Since the 1950’s and the advent of malaria eradication programs, the countries in the Region of the Americas have developed extensive expertise in indoor spraying of insecticides for the control of malaria transmission. The efforts were effective in large areas of the Region, especially those experiencing a stable social and economic development. Nevertheless, the indoor residual spraying of insecticides was not helpful in interrupting malaria transmission in areas with unstable social/demographic and political situations. In such areas, alternative methods to intramural residual spraying of insecticides are being actively sought to further reduce morbidity through alternative efforts aimed at controlling transmission.

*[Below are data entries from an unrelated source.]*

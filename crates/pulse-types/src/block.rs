use pulse_crypto::{merkle_root, sha256_hex, MerkleProof, MerkleTree, ZERO_HASH};
use serde::{Deserialize, Serialize};

use crate::{EntityError, Transaction};

/// An append-only element of the chain.
///
/// The merkle root commits the block to its transaction set; the hash chains
/// it to its parent.  Both are recomputable from the stored fields, which is
/// what [`Block::verify_hash`] and [`Block::verify_merkle_root`] check.
#[derive(Debug, Clone, PartialEq, Eq, Serialize, Deserialize)]
#[serde(rename_all = "camelCase")]
pub struct Block {
    /// Height; genesis is 0.
    pub number: u64,

    /// Milliseconds since epoch; strictly greater than the parent's.
    pub timestamp: i64,

    pub transactions: Vec<Transaction>,

    /// Parent's hash; 64 zero hex chars for genesis.
    pub previous_hash: String,

    /// Opaque identifier of the producer.
    pub validator: String,

    pub hash: String,
    pub merkle_root: String,
}

impl Block {
    pub fn new(
        number: u64,
        timestamp: i64,
        transactions: Vec<Transaction>,
        previous_hash: String,
        validator: String,
    ) -> Self {
        let mut block = Self {
            number,
            timestamp,
            transactions,
            previous_hash,
            validator,
            hash: String::new(),
            merkle_root: String::new(),
        };
        block.merkle_root = block.calculate_merkle_root();
        block.hash = block.calculate_hash();
        block
    }

    /// The deterministic block 0.
    pub fn genesis() -> Self {
        Self::new(0, 0, Vec::new(), ZERO_HASH.to_string(), "genesis".to_string())
    }

    /// SHA-256 over `number ‖ timestamp ‖ merkleRoot ‖ previousHash ‖ validator`.
    pub fn calculate_hash(&self) -> String {
        let preimage = format!(
            "{}{}{}{}{}",
            self.number, self.timestamp, self.merkle_root, self.previous_hash, self.validator
        );
        sha256_hex(preimage.as_bytes())
    }

    pub fn calculate_merkle_root(&self) -> String {
        merkle_root(&self.transaction_hashes())
    }

    pub fn transaction_hashes(&self) -> Vec<String> {
        self.transactions.iter().map(|tx| tx.hash.clone()).collect()
    }

    pub fn verify_hash(&self) -> bool {
        self.hash == self.calculate_hash()
    }

    pub fn verify_merkle_root(&self) -> bool {
        self.merkle_root == self.calculate_merkle_root()
    }

    /// Every contained transaction carries a valid signature (bootstrap
    /// transfers are exempt, they have no signing key).
    pub fn verify_transactions(&self) -> bool {
        self.transactions
            .iter()
            .all(|tx| tx.is_valid() && (tx.is_bootstrap() || tx.verify()))
    }

    /// Structural validity: consistent hash and merkle root, sane
    /// transactions, and (when a parent is supplied) correct linkage.
    pub fn is_valid(&self, parent: Option<&Block>) -> bool {
        if !self.verify_hash() || !self.verify_merkle_root() {
            return false;
        }
        if !self.transactions.iter().all(Transaction::is_valid) {
            return false;
        }
        match parent {
            None => true,
            Some(parent) => {
                self.number == parent.number + 1
                    && self.previous_hash == parent.hash
                    && self.timestamp > parent.timestamp
            }
        }
    }

    /// Build the sibling-chain inclusion proof for `tx_hash`, or `None` when
    /// the transaction is not in this block.
    pub fn merkle_proof(&self, tx_hash: &str) -> Option<MerkleProof> {
        MerkleTree::new(&self.transaction_hashes()).proof(tx_hash)
    }

    /// Walk `proof` from `tx_hash` and check it reproduces `root`.
    pub fn verify_merkle_proof(tx_hash: &str, proof: &MerkleProof, root: &str) -> bool {
        proof.leaf_hash == tx_hash && proof.verify(root)
    }

    pub fn to_json(&self) -> Result<String, EntityError> {
        Ok(serde_json::to_string(self)?)
    }

    pub fn from_json(raw: &str) -> Result<Self, EntityError> {
        Ok(serde_json::from_str(raw)?)
    }
}

#[cfg(test)]
mod tests {
    use num_bigint::BigUint;
    use pulse_crypto::Keypair;

    use super::*;

    fn signed_tx(nonce: u64) -> Transaction {
        let keypair = Keypair::generate();
        let mut tx = Transaction::new(
            keypair.public_hex(),
            "cc".repeat(32),
            BigUint::from(100u64 + nonce),
            BigUint::from(1u8),
            nonce,
        );
        tx.sign(&keypair).unwrap();
        tx
    }

    fn block_with(transactions: Vec<Transaction>) -> Block {
        let genesis = Block::genesis();
        Block::new(
            1,
            genesis.timestamp + 1,
            transactions,
            genesis.hash.clone(),
            "validator-test".into(),
        )
    }

    #[test]
    fn genesis_links_to_zero_hash() {
        let genesis = Block::genesis();
        assert_eq!(genesis.number, 0);
        assert_eq!(genesis.previous_hash, ZERO_HASH);
        assert!(genesis.transactions.is_empty());
        assert!(genesis.verify_hash());
        assert!(genesis.verify_merkle_root());
    }

    #[test]
    fn empty_block_commits_to_hash_of_zero_string() {
        let genesis = Block::genesis();
        assert_eq!(genesis.merkle_root, sha256_hex(b"0"));
    }

    #[test]
    fn single_transaction_root_is_its_hash() {
        let tx = signed_tx(0);
        let block = block_with(vec![tx.clone()]);
        assert_eq!(block.merkle_root, tx.hash);
    }

    #[test]
    fn child_validates_against_parent() {
        let genesis = Block::genesis();
        let block = block_with(vec![signed_tx(0)]);
        assert!(block.is_valid(Some(&genesis)));
        assert!(block.verify_transactions());
    }

    #[test]
    fn wrong_parent_linkage_is_invalid() {
        let genesis = Block::genesis();
        let mut block = block_with(vec![signed_tx(0)]);
        block.previous_hash = sha256_hex(b"someone else");
        block.hash = block.calculate_hash();
        assert!(!block.is_valid(Some(&genesis)));
    }

    #[test]
    fn stale_timestamp_is_invalid() {
        let genesis = Block::genesis();
        let block = Block::new(
            1,
            genesis.timestamp,
            vec![],
            genesis.hash.clone(),
            "validator-test".into(),
        );
        assert!(!block.is_valid(Some(&genesis)));
    }

    #[test]
    fn tampered_transaction_breaks_merkle_root() {
        let mut block = block_with(vec![signed_tx(0), signed_tx(1)]);
        block.transactions[0].amount = BigUint::from(9_999u64);
        block.transactions[0].hash = block.transactions[0].calculate_hash();
        assert!(!block.verify_merkle_root());
    }

    #[test]
    fn merkle_proof_roundtrip_for_middle_transaction() {
        let txs = vec![signed_tx(0), signed_tx(1), signed_tx(2)];
        let block = block_with(txs.clone());

        let proof = block.merkle_proof(&txs[1].hash).expect("tx is in block");
        assert!(Block::verify_merkle_proof(
            &txs[1].hash,
            &proof,
            &block.merkle_root
        ));
    }

    #[test]
    fn tampered_proof_hash_fails() {
        let txs = vec![signed_tx(0), signed_tx(1), signed_tx(2)];
        let block = block_with(txs.clone());

        let mut proof = block.merkle_proof(&txs[1].hash).unwrap();
        proof.path[0].hash = sha256_hex(b"evil");
        assert!(!Block::verify_merkle_proof(
            &txs[1].hash,
            &proof,
            &block.merkle_root
        ));
    }

    #[test]
    fn json_roundtrip_preserves_hash_and_root() {
        let block = block_with(vec![signed_tx(0), signed_tx(1)]);
        let restored = Block::from_json(&block.to_json().unwrap()).unwrap();
        assert_eq!(restored.hash, block.hash);
        assert!(restored.verify_hash());
        assert!(restored.verify_merkle_root());
    }

    #[test]
    fn json_uses_camel_case_contract_fields() {
        let block = Block::genesis();
        let value: serde_json::Value =
            serde_json::from_str(&block.to_json().unwrap()).unwrap();
        assert!(value.get("previousHash").is_some());
        assert!(value.get("merkleRoot").is_some());
    }
}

Plan of Intensive and Simultaneous Actions
In endemic areas where the population at risk is demographically stable and in areas of newly formed rural and peripheral urban settlements, reduction of transmission can be accomplished by means of antiparasitic measures applied simultaneously to human and vector reservoirs. This technique, developed by Mexican authorities, requires an organization with national, state/province/department, municipality/district/canton, district/locality/sector, infrastructure in order to be efficiently and systematically applied in each endemic community of the country. The costs of such a program (US$ 40 million/year for 6 continuous years, or US$ 1/person living at risk of acquiring malaria, as estimated by Mexican authorities) may be considered high for some countries, but can be feasibly financed by most countries of the Americas.
Selective Vector Control
In areas of “economic frontier” expansion, such as forested regions under human settlement pressure and areas with low technological exploitation of natural resources, the intramural spraying of insecticides has had very limited effect in controlling malaria. In these epidemiological situations, alternative methods for transmission control have been proposed by a Regional Expert Committee on Selective Vector Control. They include: source reduction of breeding sites, personal family and community protective measures, biological control of vectors, and space spraying of insecticides in epidemic situations.

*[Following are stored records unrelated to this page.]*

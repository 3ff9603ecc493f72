//! Owns the persistent index: collection lifecycle, partition-key
//! tenancy, and the dimension-autodetection contract that lets multiple
//! embedding providers coexist (§4.1).

#![warn(missing_debug_implementations)]

pub mod backend;
pub mod facade;
pub mod http;
pub mod memory;
pub mod partition;

pub use backend::{CollectionStats, SearchHit, VectorBackend};
pub use facade::{InsertOutcome, VectorStoreFacade};
pub use http::HttpBackend;
pub use memory::InMemoryBackend;
pub use partition::partition_for;

use ragforge_config::{StoreBackendKind, StoreConfig};
use std::sync::Arc;

/// Build the configured backend behind a facade.
#[must_use]
pub fn build_facade(config: &StoreConfig) -> VectorStoreFacade {
    let backend: Arc<dyn VectorBackend> = match config.backend {
        StoreBackendKind::InMemory => Arc::new(InMemoryBackend::new()),
        StoreBackendKind::Http => Arc::new(HttpBackend::new(config)),
    };
    VectorStoreFacade::new(backend)
}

Utilization of stratification techniques based on epidemiological and entomological parameters allows for the prioritization and selection of the combination of transmission control methods appropriate to each transmission focus.

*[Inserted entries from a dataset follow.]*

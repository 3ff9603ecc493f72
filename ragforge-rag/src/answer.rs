//! Intent-adapted prompt assembly, citation extraction, and
//! `<think>`-tag stripping (§4.11).

use ragforge_core::{Answer, Citation, Intent, IntentLabel};
use ragforge_gateway::{canonical_key, strip_think_tags, ChatMessage, CompleteRequest, LlmGateway, ShardedCache};
use ragforge_store::SearchHit;
use std::sync::Arc;
use std::time::Duration;

/// One entry per intent label (§9 design note: prompt templates are data,
/// not a code branch per intent). Each template constrains answer shape:
/// definitions lead with a definition, comparisons use tabular structure,
/// negative-logic answers explicitly state absence when appropriate.
const PROMPT_TEMPLATES: [(IntentLabel, &str); 15] = [
    (
        IntentLabel::SimpleLookup,
        "Answer the question directly and concisely using only the supplied sources. \
         State the fact plainly without extra caveats.",
    ),
    (
        IntentLabel::ListEnumeration,
        "Answer as a list. Enumerate every item the sources support, one per line, \
         and nothing the sources don't mention.",
    ),
    (
        IntentLabel::YesNo,
        "Answer with a direct yes or no first, then a one-sentence justification \
         grounded in the sources.",
    ),
    (
        IntentLabel::DefinitionExplanation,
        "Lead with a one-sentence definition of the term, then elaborate using only \
         the supplied sources.",
    ),
    (
        IntentLabel::FactualRetrieval,
        "Answer the question using only facts present in the supplied sources. If the \
         sources do not contain the fact, say so explicitly.",
    ),
    (
        IntentLabel::Comparison,
        "Compare the subjects using a compact table or parallel bullet structure, \
         covering only the dimensions the sources actually support.",
    ),
    (
        IntentLabel::Aggregation,
        "Aggregate the relevant figures or items across all supplied sources and state \
         the combined result, showing which sources contributed.",
    ),
    (
        IntentLabel::Temporal,
        "Answer with attention to chronological order; state dates or sequence \
         explicitly where the sources provide them.",
    ),
    (
        IntentLabel::RelationshipMapping,
        "Describe how the entities in the question relate to one another, citing the \
         source for each relationship.",
    ),
    (
        IntentLabel::ContextualExplanation,
        "Explain the answer in context, briefly noting the surrounding circumstances \
         the sources describe.",
    ),
    (
        IntentLabel::NegativeLogic,
        "Carefully check whether the sources support the asserted condition. If they \
         do not, state the absence explicitly rather than guessing — asserting absence \
         is the correct outcome when nothing supports the positive case.",
    ),
    (
        IntentLabel::CrossReference,
        "Cross-reference all supplied sources before answering. State plainly if no \
         connection between them is supported by the text.",
    ),
    (
        IntentLabel::Synthesis,
        "Synthesize a single coherent answer that draws on every relevant source, \
         noting where sources agree or add distinct information.",
    ),
    (
        IntentLabel::DocumentNavigation,
        "Point the reader to exactly which source(s) address the question before \
         giving a brief answer.",
    ),
    (
        IntentLabel::ExceptionHandling,
        "Identify any exceptions, edge cases, or caveats the sources describe before \
         giving the general answer.",
    ),
];

const GROUNDING_RULE: &str = "Answer only from the numbered sources below. Cite every \
claim with a [Source N] marker matching the source it came from. Never introduce a \
claim the sources do not support; if the sources are insufficient, say so explicitly.";

fn template_for(label: IntentLabel) -> &'static str {
    PROMPT_TEMPLATES
        .iter()
        .find(|(l, _)| *l == label)
        .map(|(_, template)| *template)
        .unwrap_or_else(|| template_for(IntentLabel::fallback()))
}

/// `generate(query, intent, contextChunks[], model?, temperature, enableCitations)
/// → {answer, citations[]}`.
pub struct AnswerGenerator {
    gateway: Arc<LlmGateway>,
    cache: ShardedCache<Answer>,
    default_model: String,
}

impl std::fmt::Debug for AnswerGenerator {
    fn fmt(&self, f: &mut std::fmt::Formatter<'_>) -> std::fmt::Result {
        f.debug_struct("AnswerGenerator").field("default_model", &self.default_model).finish_non_exhaustive()
    }
}

impl AnswerGenerator {
    #[must_use]
    pub fn new(gateway: Arc<LlmGateway>, default_model: impl Into<String>) -> Self {
        let cache = ShardedCache::new(10_000, 16, Duration::from_secs(2 * 60 * 60));
        Self { gateway, cache, default_model: default_model.into() }
    }

    /// Generate a cited answer from `context_chunks`. Model selection is
    /// caller-supplied > `intent.recommended_model` > the configured
    /// default (§4.11 step 1).
    ///
    /// # Errors
    ///
    /// Propagates the gateway's errors; Answer failures are fatal to the
    /// enclosing retrieval request (§4.12, §7).
    pub async fn generate(
        &self,
        query: &str,
        intent: &Intent,
        context_chunks: &[SearchHit],
        model_override: Option<&str>,
        temperature: f32,
        enable_citations: bool,
        deadline: Duration,
    ) -> ragforge_core::Result<Answer> {
        let model = model_override
            .map(str::to_string)
            .unwrap_or_else(|| intent.recommended_model.clone());
        let model = if model.is_empty() { self.default_model.clone() } else { model };

        let ordered_ids: Vec<&str> = context_chunks.iter().map(|c| c.chunk.id.as_str()).collect();
        let cache_key = canonical_key(&[
            query,
            intent.label.as_str(),
            &ordered_ids.join(","),
            &model,
            &temperature.to_string(),
        ]);
        if let Some(answer) = self.cache.get(&cache_key) {
            return Ok(answer);
        }

        let system_prompt = format!("{}\n\n{}", template_for(intent.label), GROUNDING_RULE);
        let sources = render_sources(context_chunks);
        let user_prompt = format!("{sources}\n\nQuestion: {query}");

        let request = CompleteRequest {
            model,
            messages: vec![ChatMessage::system(system_prompt), ChatMessage::user(user_prompt)],
            temperature,
        };
        let response = self.gateway.complete(request, deadline).await?;
        let clean_text = strip_think_tags(&response.text);

        let answer = if enable_citations {
            build_citations(&clean_text, context_chunks)
        } else {
            Answer { text: clean_text, citations: Vec::new() }
        };

        self.cache.put(cache_key, answer.clone());
        Ok(answer)
    }
}

fn render_sources(context_chunks: &[SearchHit]) -> String {
    context_chunks
        .iter()
        .enumerate()
        .map(|(index, hit)| format!("Source {}: {}", index + 1, hit.chunk.text))
        .collect::<Vec<_>>()
        .join("\n\n")
}

/// Scan `text` for `[Source N]` markers, keep only those with `N` within
/// `context_chunks`, strip the rest from the text, and build one
/// `Citation` per distinct in-range `N` (§4.11 step 6).
fn build_citations(text: &str, context_chunks: &[SearchHit]) -> Answer {
    let k = context_chunks.len();
    let mut referenced: Vec<u32> = Vec::new();
    let mut cleaned = String::with_capacity(text.len());
    let mut rest = text;

    loop {
        match rest.find("[Source ") {
            None => {
                cleaned.push_str(rest);
                break;
            }
            Some(start) => {
                cleaned.push_str(&rest[..start]);
                let after = &rest[start + "[Source ".len()..];
                match after.find(']') {
                    Some(end_rel) => {
                        let digits = &after[..end_rel];
                        let next = &after[end_rel + 1..];
                        match digits.trim().parse::<u32>() {
                            Ok(n) if n >= 1 && (n as usize) <= k => {
                                cleaned.push_str(&format!("[Source {n}]"));
                                if !referenced.contains(&n) {
                                    referenced.push(n);
                                }
                            }
                            _ => {
                                // Out-of-range or malformed marker: stripped
                                // from the text entirely (§4.11 step 6).
                            }
                        }
                        rest = next;
                    }
                    None => {
                        cleaned.push_str(&rest[start..]);
                        break;
                    }
                }
            }
        }
    }

    referenced.sort_unstable();
    let citations = referenced
        .into_iter()
        .filter_map(|n| {
            let hit = context_chunks.get((n - 1) as usize)?;
            Some(Citation {
                source_id: n,
                chunk_id: hit.chunk.id.clone(),
                document_id: hit.chunk.document_id.clone(),
                text_preview: preview(&hit.chunk.text),
            })
        })
        .collect();

    Answer { text: cleaned, citations }
}

fn preview(text: &str) -> String {
    const MAX: usize = 160;
    let mut preview: String = text.chars().take(MAX).collect();
    if text.chars().count() > MAX {
        preview.push('…');
    }
    preview
}

#[cfg(test)]
mod tests {
    use super::*;
    use chrono::Utc;
    use ragforge_core::Chunk;

    fn hit(id: &str, doc: &str, text: &str) -> SearchHit {
        let now = Utc::now();
        SearchHit {
            chunk: Chunk {
                id: id.to_string(),
                document_id: doc.to_string(),
                tenant_id: "default".to_string(),
                chunk_index: 0,
                text: text.to_string(),
                char_count: text.len(),
                token_count: 1,
                dense_vector: vec![1.0],
                keywords: String::new(),
                topics: String::new(),
                questions: String::new(),
                summary: String::new(),
                created_at: now,
                updated_at: now,
            },
            score: 1.0,
        }
    }

    #[test]
    fn every_template_slot_is_filled() {
        for label in IntentLabel::ALL {
            assert!(!template_for(label).is_empty());
        }
    }

    #[test]
    fn citations_are_built_only_for_referenced_sources() {
        let chunks = vec![hit("a", "doc1", "alpha text"), hit("b", "doc2", "beta text")];
        let answer = build_citations("The chip is fast [Source 1]. See also details.", &chunks);
        assert_eq!(answer.citations.len(), 1);
        assert_eq!(answer.citations[0].chunk_id, "a");
        assert!(answer.text.contains("[Source 1]"));
    }

    #[test]
    fn references_beyond_k_are_stripped_from_text() {
        let chunks = vec![hit("a", "doc1", "alpha text")];
        let answer = build_citations("Claim [Source 1] and another [Source 9].", &chunks);
        assert_eq!(answer.citations.len(), 1);
        assert!(!answer.text.contains("[Source 9]"));
    }

    #[test]
    fn duplicate_references_yield_one_citation() {
        let chunks = vec![hit("a", "doc1", "alpha text")];
        let answer = build_citations("[Source 1] repeated again [Source 1].", &chunks);
        assert_eq!(answer.citations.len(), 1);
    }
}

GMCS implementation in the Americas is far from complete and requires an intensified effort to overcome the detected barriers to its full implementation. The implementation of the GMCS is very complex and calls for a political commitment, which can be provided by the Roll Back Malaria initiative in the following ways:
- Changing from a traditional approach, characterized by vertical organizations and programs;
- Organizing health services in areas of difficult access;
- Preparing human resources capacity for the effective implementation of a decentralized health services;
- Providing adequate financial and material resources in time and quantity.
The challenge is even greater in the context of health sector reform. Only a joint commitment by all interested partners can achieve this goal. The Roll Back Malaria initiative provides the mechanism to do this and is essential for the success of malaria control in the Region of the Americas.
Source: PAHO. Division of Disease Prevention and Control, Communicable Diseases Program (HCP/HCT)
The case definition of malaria is available in Vol. 20, No, 2 of the Epidemiological Bulletin. Previous articles on malaria include: "Malaria in the Americas" (Vol. 17, No. 4 - December 1996) and "Malaria in the Americas, 1996" (Vol, 18, No. 3 - September 1997).